Sé infiel y no mires con quién

Director y guionista: Fernando Trueba. Comedia de Cooney y Chapman. Fotografía: J. Amorós. Música: Á. M. Alonso. Producción: A. Vicente Gómez. Española, 1985. Intérpretes: Ana Belén, Carmen Maura, Verónica Forqué, Antonio Resines, Santiago Ramos, Bibi Andersen, G. Montesinos, Chus Lampreave, Pirri. Estreno: cine Coliseum. Madrid.

Trueba ha invertido la estrategia de la ecuación teatral y ha dispersado espacios, troceado diálogos, entrecortado tiempos. En lugar del filmar teatro, ha buscado, con riesgo, rehacerlo como cine y, para ello, ha roto en pedazos el dispositivo teatral originario. Pero una vez troceado éste, no ha sabido recomponer -o lo ha hecho sólo a medias- esos trozos en otra unidad urdida con armas cinematográficas.

¿Por qué? Su fractura de la unidad del vodevil pedía a continuación un fértil esfuerzo de invención de gags fílmicos con los que engarzar trozo y trozo. Pero tal esfuerzo ha sido, por. un lado, destilado con cuentagotas; por otro, la mayoría de los gags goteados provienen más de una cinemateca más que de eurekas de propia cosecha, y, finalmente, el desarrollo de cada gag es tímido y no se ahonda en sus posibilidades cómicas. Los gags de engarce, destinados a dar unidad, continuidad y densidad cómica al enredo teatral trasladado a cine, son pocos, en su mayoría de libro y siempre cautelosos, sin sentido del desbordamiento.

Un torbellino manso

Por ejemplo, los gags del papelito volador, de la chica llorona, del taxista asombrado, del policía que siempre es el mismo, del conserje de hotel que intuye regocijado un lío, de la bronca al otro lado de una puerta que se cierra, de la rebelde cama plegable, del encuentro en la cornisa, se han olfateado -pero allí fueron desarrollados, no sólo enunciados como aquí- en ecos similares de las tradiciones de la comedia de Hollywood, desde su frenética época muda hasta los refinados rizos de Lubitsch, Sturges, Wilder, Tashlin, Bogdanovich y otras campanas que resuenan en Sé infiel...La realización padece un desajuste: los sucesos narrados proponen un trepidante desorden hilarante, pero el moroso cauce fílmico por donde ocurren parece hecho a la medida de un suave orden sólo risueño. De otra manera, un suceso que contiene comicidad en cascada discurre sobre formas típicas de gracias de agua mansa. No es casual que la escena más bella del filme sea la última: la reconciliación en clave sentimental lograda de una pareja que poco antes estaba en un torbellino de idas y venidas en clave de farsa no lograda.

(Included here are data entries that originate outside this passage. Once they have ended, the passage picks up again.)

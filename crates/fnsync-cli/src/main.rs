use std::path::PathBuf;

use facet::Facet;
use figue as args;
use fnsync::{ApplyMode, FunctionRecord, QualifiedName, ReconcileReport};
use owo_colors::OwoColorize;
use tokio_postgres::{Client, NoTls};

mod config;

/// Reconcile PostgreSQL functions against a declared desired state.
#[derive(Facet, Debug)]
struct Cli {
    /// Show version information
    #[facet(args::named, args::short = 'V')]
    version: bool,

    /// Command to run
    #[facet(default, args::subcommand)]
    command: Option<Commands>,
}

/// Available commands
#[derive(Facet, Debug)]
#[repr(u8)]
enum Commands {
    /// Bring one function to the state described by a request file
    Apply {
        /// Path to the JSON request file
        #[facet(args::positional)]
        request: String,

        /// Database connection URL (defaults to $DATABASE_URL)
        #[facet(default, args::named)]
        database_url: Option<String>,

        /// Report what would change, then roll back
        #[facet(default, args::named)]
        check: bool,

        /// Role to SET before reconciling
        #[facet(default, args::named)]
        session_role: Option<String>,
    },
    /// Show a function as the catalog reports it
    Inspect {
        /// Function name, `name` or `schema.name`
        #[facet(args::positional)]
        name: String,

        /// Database connection URL (defaults to $DATABASE_URL)
        #[facet(default, args::named)]
        database_url: Option<String>,
    },
}

fn main() {
    let _ = dotenvy::dotenv();

    tracing_subscriber::fmt()
        .with_writer(std::io::stderr)
        .with_env_filter(
            tracing_subscriber::EnvFilter::try_from_default_env()
                .unwrap_or_else(|_| tracing_subscriber::EnvFilter::new("fnsync=info")),
        )
        .init();

    let args: Vec<String> = std::env::args().skip(1).collect();
    let args_ref: Vec<&str> = args.iter().map(|s| s.as_str()).collect();

    let result: Result<Cli, _> = args::from_slice(&args_ref);

    match result {
        Ok(cli) => {
            if let Err(err) = run(cli) {
                eprintln!("{} {}", "error:".red().bold(), err);
                std::process::exit(1);
            }
        }
        Err(err) if err.is_help_request() => {
            print!("{}", err.help_text().unwrap_or(""));
        }
        Err(err) => {
            eprintln!("{}", err);
            std::process::exit(1);
        }
    }
}

fn run(cli: Cli) -> Result<(), Box<dyn std::error::Error>> {
    if cli.version {
        println!("fnsync {}", env!("CARGO_PKG_VERSION"));
        return Ok(());
    }

    let Some(command) = cli.command else {
        let config = args::HelpConfig {
            program_name: Some("fnsync".to_string()),
            version: Some(env!("CARGO_PKG_VERSION").to_string()),
            ..Default::default()
        };
        print!("{}", args::generate_help::<Cli>(&config));
        return Ok(());
    };

    let runtime = tokio::runtime::Runtime::new()?;
    match command {
        Commands::Apply {
            request,
            database_url,
            check,
            session_role,
        } => {
            let request = config::load(&PathBuf::from(request))?;
            if let (false, Some(role)) = (request.trust_input(), &session_role) {
                fnsync::safety::check_input([("session_role", role.as_str())])?;
            }
            let mode = if check {
                ApplyMode::DryRun
            } else {
                ApplyMode::Commit
            };
            runtime.block_on(async {
                let mut client = connect(database_url).await?;
                if let Some(role) = session_role {
                    fnsync::set_session_role(&client, &role).await?;
                }
                let report = fnsync::apply(&mut client, &request, mode).await?;
                print_report(&report, mode);
                Ok::<_, Box<dyn std::error::Error>>(())
            })
        }
        Commands::Inspect { name, database_url } => {
            let name = QualifiedName::parse(&name)?;
            runtime.block_on(async {
                let client = connect(database_url).await?;
                match fnsync::inspect(&client, &name).await? {
                    Some(function) => print_function(&function),
                    None => println!("{} does not exist", name.bold()),
                }
                Ok::<_, Box<dyn std::error::Error>>(())
            })
        }
    }
}

async fn connect(database_url: Option<String>) -> Result<Client, Box<dyn std::error::Error>> {
    let url = match database_url {
        Some(url) => url,
        None => std::env::var("DATABASE_URL")
            .map_err(|_| "no database URL: pass --database-url or set DATABASE_URL")?,
    };
    tracing::debug!(database = %mask_password(&url), "connecting");

    let (client, connection) = tokio_postgres::connect(&url, NoTls).await?;
    tokio::spawn(async move {
        if let Err(e) = connection.await {
            eprintln!("connection error: {}", e);
        }
    });
    Ok(client)
}

fn print_report(report: &ReconcileReport, mode: ApplyMode) {
    for notice in &report.notices {
        eprintln!("{} {}", "warning:".yellow().bold(), notice);
    }

    if report.changed {
        let label = match mode {
            ApplyMode::Commit => "changed",
            ApplyMode::DryRun => "would change",
        };
        println!("{}", label.yellow().bold());
        for stmt in &report.statements {
            println!("  {}", stmt.dimmed());
        }
    } else {
        println!("{}", "ok".green().bold());
    }

    match &report.function {
        Some(function) => print_function(function),
        None => println!("(function does not exist)"),
    }
}

fn print_function(function: &FunctionRecord) {
    println!(
        "{}({}) RETURNS {}",
        function.name.bold(),
        function.arguments,
        function.return_type
    );
    if let Some(owner) = &function.owner {
        println!("  owner:            {}", owner);
    }
    println!("  language:         {}", function.language);
    println!("  volatility:       {}", function.volatility.as_sql());
    println!("  strict:           {}", function.strict);
    println!("  security definer: {}", function.security_definer);
    println!("  source:");
    for line in function.source.lines() {
        println!("    {}", line.dimmed());
    }
}

/// Hide the password in a connection string before it is logged.
///
/// Handles both the URL form (`postgres://user:pw@host/db`) and the libpq
/// key/value form (`host=db password=pw`).
fn mask_password(conninfo: &str) -> String {
    if let Some((scheme, rest)) = conninfo.split_once("://") {
        let (userinfo, host) = match rest.rsplit_once('@') {
            Some(parts) => parts,
            None => return conninfo.to_string(),
        };
        return match userinfo.split_once(':') {
            Some((user, _)) => format!("{scheme}://{user}:***@{host}"),
            None => conninfo.to_string(),
        };
    }

    conninfo
        .split(' ')
        .map(|pair| match pair.split_once('=') {
            Some((key, _)) if key.trim() == "password" => format!("{key}=***"),
            _ => pair.to_string(),
        })
        .collect::<Vec<_>>()
        .join(" ")
}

Este desajuste proviene de la falta de malicia con que Trueba plantea el juego de actores, que funciona sólo cuando hay dos o, como mucho, tres en pantalla. De ahí la gracia de los dúos y la desgracia de las escenas donde los actores se acumulan, como la de la comisaría, en la que al gag del policía que no se entera de nada -recordemos el partido que de él sacaba Bogdanovich en ¿Qué me pasa, doctor?- hay que añadir la desgracia adicional de que el espectador tampoco.

La película sabe a poco, a cortedad, a desaprovechamiento, y se sostiene sobre aciertos parciales. El primero es la soltura con que Trueba resuelve las situaciones de diálogos en dúo: por ejemplo, la del decorador que se cree asediado sexualmente por el marido de su amiga, que, con otras de estructura similar, crea risa. El segundo es la visualidad con que los objetos adoman la cáscara de la acción. El tercero es la sustitución de la relación entre actores -que es sólo dicha, carece de fisicidad o la tiene en grado muy elemental- por algunos graciosos números de las actuaciones individuales.